• _WORK INSTRUCTIONS_
Please repeat the lines below, exactly and only, from the one that holds "pub fn for_game(game: Option<&GameHeader>)" through the one that holds "let release = game.release().unwrap_or(Release::MAIN);".

-------------------------

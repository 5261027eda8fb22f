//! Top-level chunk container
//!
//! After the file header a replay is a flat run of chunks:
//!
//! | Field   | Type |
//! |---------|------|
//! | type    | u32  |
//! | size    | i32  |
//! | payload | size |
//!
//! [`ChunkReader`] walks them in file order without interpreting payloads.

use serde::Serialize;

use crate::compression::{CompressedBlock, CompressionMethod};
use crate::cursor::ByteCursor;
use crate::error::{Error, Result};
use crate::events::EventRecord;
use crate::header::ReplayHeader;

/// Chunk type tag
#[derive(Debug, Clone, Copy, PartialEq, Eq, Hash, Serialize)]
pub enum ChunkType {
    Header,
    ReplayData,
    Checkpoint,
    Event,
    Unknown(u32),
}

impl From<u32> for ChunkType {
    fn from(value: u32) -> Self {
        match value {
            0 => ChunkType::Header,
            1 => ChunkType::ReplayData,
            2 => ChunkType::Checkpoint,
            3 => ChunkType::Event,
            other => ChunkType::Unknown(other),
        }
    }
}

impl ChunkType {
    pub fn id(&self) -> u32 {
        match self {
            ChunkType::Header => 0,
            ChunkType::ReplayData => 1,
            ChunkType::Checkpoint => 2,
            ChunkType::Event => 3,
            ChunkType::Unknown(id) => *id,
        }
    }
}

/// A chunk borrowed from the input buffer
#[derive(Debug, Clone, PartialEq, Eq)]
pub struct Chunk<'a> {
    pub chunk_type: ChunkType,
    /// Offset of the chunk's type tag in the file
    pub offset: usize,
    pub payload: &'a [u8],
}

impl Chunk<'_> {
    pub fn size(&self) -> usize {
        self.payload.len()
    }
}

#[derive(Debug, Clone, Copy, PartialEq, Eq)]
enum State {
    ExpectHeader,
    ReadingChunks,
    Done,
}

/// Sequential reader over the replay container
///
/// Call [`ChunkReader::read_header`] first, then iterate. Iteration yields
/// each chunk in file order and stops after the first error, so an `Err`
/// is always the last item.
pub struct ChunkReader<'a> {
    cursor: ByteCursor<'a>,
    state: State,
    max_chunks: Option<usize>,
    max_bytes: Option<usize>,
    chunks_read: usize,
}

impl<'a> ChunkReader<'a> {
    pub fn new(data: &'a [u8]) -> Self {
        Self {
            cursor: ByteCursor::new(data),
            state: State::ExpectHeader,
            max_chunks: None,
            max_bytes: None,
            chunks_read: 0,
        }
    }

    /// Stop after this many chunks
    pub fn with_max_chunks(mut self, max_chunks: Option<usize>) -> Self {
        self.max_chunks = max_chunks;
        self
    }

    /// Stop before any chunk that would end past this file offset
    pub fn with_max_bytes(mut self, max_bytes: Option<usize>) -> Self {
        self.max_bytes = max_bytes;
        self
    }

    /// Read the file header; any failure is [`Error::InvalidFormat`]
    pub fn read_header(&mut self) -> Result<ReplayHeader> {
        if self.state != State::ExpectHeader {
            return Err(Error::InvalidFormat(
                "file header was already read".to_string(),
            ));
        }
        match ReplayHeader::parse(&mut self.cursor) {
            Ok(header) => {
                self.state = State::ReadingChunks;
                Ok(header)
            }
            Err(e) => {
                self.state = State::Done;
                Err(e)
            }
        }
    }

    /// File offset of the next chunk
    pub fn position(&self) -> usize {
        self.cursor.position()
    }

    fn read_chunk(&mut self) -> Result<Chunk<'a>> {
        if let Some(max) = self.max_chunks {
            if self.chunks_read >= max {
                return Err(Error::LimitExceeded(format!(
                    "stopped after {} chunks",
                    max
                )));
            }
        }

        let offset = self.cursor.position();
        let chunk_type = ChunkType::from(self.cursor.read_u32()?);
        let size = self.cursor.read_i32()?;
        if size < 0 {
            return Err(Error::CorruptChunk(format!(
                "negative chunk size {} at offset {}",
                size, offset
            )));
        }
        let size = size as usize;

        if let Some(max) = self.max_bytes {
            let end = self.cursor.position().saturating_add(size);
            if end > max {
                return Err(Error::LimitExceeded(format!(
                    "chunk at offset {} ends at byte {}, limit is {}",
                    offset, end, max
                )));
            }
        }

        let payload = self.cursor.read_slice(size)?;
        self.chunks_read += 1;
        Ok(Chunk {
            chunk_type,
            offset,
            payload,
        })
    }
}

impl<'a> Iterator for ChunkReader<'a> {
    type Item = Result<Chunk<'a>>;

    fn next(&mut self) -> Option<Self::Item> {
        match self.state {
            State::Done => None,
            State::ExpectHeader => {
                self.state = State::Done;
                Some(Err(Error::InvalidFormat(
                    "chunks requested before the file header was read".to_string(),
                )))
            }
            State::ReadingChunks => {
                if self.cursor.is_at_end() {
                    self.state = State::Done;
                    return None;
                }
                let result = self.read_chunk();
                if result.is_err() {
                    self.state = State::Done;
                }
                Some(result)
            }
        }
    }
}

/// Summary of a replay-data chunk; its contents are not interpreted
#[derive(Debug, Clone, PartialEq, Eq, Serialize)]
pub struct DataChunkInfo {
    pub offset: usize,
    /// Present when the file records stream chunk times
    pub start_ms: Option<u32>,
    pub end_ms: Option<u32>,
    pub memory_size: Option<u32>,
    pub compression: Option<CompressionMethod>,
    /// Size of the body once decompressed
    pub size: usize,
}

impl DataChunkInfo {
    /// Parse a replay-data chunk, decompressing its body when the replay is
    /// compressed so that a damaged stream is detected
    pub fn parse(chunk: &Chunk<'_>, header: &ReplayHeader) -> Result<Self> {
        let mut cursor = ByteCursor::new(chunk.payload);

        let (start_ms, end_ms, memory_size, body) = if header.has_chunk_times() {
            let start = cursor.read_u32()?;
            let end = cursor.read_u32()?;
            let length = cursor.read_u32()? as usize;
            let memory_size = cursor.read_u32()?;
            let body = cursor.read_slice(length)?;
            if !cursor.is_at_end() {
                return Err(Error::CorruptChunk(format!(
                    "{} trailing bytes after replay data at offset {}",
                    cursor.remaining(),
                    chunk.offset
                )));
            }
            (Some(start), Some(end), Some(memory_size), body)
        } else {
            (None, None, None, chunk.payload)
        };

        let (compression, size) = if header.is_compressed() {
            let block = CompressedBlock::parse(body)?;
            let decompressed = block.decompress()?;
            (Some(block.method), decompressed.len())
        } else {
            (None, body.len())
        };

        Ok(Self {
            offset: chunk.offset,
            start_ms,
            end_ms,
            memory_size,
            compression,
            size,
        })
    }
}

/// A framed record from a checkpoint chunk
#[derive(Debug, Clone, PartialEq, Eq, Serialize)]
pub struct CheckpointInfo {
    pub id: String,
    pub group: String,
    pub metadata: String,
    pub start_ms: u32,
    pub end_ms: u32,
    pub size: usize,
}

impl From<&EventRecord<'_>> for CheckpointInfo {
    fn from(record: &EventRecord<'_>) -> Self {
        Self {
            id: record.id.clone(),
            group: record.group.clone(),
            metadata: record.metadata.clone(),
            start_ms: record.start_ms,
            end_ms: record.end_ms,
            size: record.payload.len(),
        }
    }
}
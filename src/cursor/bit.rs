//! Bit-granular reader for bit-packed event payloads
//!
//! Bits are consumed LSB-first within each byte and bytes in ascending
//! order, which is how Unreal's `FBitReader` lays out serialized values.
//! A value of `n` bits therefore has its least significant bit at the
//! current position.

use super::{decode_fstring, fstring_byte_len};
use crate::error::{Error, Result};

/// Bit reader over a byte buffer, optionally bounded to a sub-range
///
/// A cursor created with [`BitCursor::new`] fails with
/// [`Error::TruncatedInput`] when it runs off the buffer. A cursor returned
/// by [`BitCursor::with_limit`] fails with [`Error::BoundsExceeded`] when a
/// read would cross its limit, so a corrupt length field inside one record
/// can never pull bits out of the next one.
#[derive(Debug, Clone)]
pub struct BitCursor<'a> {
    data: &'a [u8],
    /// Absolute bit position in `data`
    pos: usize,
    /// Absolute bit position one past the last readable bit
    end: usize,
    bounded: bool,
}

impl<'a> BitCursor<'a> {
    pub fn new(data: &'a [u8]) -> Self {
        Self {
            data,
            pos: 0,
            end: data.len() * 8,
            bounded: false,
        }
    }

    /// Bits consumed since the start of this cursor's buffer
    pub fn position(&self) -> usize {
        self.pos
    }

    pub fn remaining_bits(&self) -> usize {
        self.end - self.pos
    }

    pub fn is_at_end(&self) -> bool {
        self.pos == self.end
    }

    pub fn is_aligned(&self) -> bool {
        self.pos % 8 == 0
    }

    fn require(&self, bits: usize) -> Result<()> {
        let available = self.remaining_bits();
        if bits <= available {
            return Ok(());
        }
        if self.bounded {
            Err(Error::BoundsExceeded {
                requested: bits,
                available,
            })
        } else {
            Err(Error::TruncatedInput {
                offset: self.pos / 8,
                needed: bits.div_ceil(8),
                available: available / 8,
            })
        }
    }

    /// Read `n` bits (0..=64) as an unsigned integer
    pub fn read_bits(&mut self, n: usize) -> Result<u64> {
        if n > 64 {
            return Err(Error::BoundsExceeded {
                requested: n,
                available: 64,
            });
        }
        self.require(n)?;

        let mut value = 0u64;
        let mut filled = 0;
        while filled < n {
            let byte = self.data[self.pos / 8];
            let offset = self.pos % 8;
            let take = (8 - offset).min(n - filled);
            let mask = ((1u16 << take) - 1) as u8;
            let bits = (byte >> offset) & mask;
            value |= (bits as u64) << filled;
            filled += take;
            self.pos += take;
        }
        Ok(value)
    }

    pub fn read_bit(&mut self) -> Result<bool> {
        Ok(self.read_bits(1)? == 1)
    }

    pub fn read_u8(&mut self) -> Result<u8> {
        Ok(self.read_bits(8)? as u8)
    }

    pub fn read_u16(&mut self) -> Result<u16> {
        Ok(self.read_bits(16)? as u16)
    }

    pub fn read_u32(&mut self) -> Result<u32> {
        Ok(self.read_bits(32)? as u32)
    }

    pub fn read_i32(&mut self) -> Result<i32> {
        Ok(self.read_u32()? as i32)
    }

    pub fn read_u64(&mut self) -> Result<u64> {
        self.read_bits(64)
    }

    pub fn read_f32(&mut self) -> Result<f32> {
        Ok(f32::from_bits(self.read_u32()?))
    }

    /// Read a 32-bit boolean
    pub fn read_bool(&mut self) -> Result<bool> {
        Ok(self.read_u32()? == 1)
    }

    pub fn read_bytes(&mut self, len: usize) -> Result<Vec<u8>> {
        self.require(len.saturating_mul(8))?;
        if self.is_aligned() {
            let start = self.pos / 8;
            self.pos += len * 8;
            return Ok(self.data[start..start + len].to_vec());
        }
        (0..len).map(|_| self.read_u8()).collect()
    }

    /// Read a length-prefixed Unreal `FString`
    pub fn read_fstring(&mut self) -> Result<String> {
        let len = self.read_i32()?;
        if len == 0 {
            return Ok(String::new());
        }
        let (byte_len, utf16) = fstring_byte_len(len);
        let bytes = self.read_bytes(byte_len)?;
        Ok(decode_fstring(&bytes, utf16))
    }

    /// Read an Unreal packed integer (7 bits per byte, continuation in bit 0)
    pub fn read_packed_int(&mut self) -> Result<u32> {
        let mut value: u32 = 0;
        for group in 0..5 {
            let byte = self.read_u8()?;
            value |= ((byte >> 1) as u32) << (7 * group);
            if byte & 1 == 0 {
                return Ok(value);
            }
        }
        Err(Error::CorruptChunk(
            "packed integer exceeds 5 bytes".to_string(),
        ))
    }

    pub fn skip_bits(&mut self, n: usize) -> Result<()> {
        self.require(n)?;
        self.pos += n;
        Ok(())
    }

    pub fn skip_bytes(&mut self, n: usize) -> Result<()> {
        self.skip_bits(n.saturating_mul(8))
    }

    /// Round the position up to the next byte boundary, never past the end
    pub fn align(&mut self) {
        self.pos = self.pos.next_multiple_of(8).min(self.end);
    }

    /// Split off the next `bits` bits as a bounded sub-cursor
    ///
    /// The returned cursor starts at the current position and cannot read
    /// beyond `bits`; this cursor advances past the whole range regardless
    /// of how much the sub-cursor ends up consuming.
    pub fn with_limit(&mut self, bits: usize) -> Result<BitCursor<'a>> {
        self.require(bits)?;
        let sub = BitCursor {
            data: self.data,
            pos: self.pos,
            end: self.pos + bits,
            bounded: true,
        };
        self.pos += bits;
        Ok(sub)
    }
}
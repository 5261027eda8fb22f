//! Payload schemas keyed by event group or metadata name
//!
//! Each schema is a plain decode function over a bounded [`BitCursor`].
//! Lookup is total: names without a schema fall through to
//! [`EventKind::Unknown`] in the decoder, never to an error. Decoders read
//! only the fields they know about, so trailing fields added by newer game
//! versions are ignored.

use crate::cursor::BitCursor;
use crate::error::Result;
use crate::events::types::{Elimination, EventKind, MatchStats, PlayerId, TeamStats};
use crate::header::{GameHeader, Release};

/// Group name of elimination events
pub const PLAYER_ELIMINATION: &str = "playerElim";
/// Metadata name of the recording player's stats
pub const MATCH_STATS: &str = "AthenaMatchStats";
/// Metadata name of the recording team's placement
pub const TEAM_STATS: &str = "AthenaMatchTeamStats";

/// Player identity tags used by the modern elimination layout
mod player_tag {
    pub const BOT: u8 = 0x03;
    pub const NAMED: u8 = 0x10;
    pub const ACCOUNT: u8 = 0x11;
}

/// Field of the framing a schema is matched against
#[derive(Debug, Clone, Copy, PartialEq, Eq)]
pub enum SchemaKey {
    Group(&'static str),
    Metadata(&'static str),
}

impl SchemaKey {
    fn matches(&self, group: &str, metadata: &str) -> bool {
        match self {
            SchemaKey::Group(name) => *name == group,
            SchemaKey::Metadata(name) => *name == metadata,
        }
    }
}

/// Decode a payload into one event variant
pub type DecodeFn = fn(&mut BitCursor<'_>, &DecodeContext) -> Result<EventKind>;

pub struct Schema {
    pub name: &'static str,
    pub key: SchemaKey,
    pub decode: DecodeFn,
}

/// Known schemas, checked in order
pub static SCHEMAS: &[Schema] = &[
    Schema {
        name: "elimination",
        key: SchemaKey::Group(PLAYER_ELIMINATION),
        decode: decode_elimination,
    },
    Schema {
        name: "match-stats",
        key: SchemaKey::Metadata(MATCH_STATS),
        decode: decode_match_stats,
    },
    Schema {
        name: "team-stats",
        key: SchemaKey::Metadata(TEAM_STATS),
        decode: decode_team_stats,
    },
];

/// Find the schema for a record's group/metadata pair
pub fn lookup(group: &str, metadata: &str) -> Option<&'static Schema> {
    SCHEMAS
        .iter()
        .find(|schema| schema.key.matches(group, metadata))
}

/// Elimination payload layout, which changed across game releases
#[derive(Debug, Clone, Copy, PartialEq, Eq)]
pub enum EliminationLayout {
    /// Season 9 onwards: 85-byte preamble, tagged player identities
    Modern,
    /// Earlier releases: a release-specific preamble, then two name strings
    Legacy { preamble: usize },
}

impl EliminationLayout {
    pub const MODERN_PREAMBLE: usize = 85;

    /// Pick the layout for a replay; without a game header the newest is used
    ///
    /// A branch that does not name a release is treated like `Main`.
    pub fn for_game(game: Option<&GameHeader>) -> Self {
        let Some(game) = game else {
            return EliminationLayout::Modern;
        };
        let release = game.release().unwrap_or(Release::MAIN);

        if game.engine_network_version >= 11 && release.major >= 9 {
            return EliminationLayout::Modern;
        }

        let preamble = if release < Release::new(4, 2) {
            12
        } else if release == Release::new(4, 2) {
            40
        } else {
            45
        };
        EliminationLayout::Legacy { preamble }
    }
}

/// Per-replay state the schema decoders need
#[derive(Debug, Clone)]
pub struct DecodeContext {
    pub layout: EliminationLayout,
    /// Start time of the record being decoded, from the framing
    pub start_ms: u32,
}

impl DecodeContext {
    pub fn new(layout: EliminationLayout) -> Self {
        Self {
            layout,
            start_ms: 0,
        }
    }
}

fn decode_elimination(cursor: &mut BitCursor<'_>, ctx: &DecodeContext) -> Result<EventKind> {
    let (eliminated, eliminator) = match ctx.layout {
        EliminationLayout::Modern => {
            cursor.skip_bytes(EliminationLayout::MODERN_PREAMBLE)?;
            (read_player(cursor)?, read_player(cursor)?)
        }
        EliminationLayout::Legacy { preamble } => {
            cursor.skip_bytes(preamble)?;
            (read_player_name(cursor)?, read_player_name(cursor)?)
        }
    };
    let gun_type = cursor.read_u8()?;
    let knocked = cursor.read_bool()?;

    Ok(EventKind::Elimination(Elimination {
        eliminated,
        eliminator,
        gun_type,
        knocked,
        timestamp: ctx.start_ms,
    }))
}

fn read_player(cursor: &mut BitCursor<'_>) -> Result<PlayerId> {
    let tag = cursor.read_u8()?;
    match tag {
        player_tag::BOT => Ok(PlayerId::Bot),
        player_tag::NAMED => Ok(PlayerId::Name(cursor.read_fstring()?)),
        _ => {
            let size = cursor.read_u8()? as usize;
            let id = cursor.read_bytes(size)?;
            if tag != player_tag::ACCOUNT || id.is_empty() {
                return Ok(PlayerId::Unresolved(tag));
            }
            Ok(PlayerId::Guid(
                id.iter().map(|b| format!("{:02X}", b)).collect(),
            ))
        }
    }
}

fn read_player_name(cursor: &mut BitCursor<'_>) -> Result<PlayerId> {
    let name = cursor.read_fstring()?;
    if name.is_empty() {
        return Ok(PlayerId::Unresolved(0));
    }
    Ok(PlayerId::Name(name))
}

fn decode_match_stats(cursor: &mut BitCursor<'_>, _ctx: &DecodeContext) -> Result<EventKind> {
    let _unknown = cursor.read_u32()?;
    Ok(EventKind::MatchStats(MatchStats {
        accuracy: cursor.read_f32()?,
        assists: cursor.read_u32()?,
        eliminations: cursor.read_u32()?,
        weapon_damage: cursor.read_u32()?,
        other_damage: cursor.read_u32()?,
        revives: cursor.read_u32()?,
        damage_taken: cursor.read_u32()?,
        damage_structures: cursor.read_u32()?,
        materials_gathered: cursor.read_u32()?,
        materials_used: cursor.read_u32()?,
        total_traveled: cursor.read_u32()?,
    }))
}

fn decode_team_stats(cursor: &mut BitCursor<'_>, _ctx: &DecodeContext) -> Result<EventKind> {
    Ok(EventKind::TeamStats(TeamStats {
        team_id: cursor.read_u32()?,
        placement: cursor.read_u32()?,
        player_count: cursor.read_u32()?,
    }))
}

-------------------------

• _SOLUTION_
    pub fn for_game(game: Option<&GameHeader>) -> Self {
        let Some(game) = game else {
            return EliminationLayout::Modern;
        };
        let release = game.release().unwrap_or(Release::MAIN);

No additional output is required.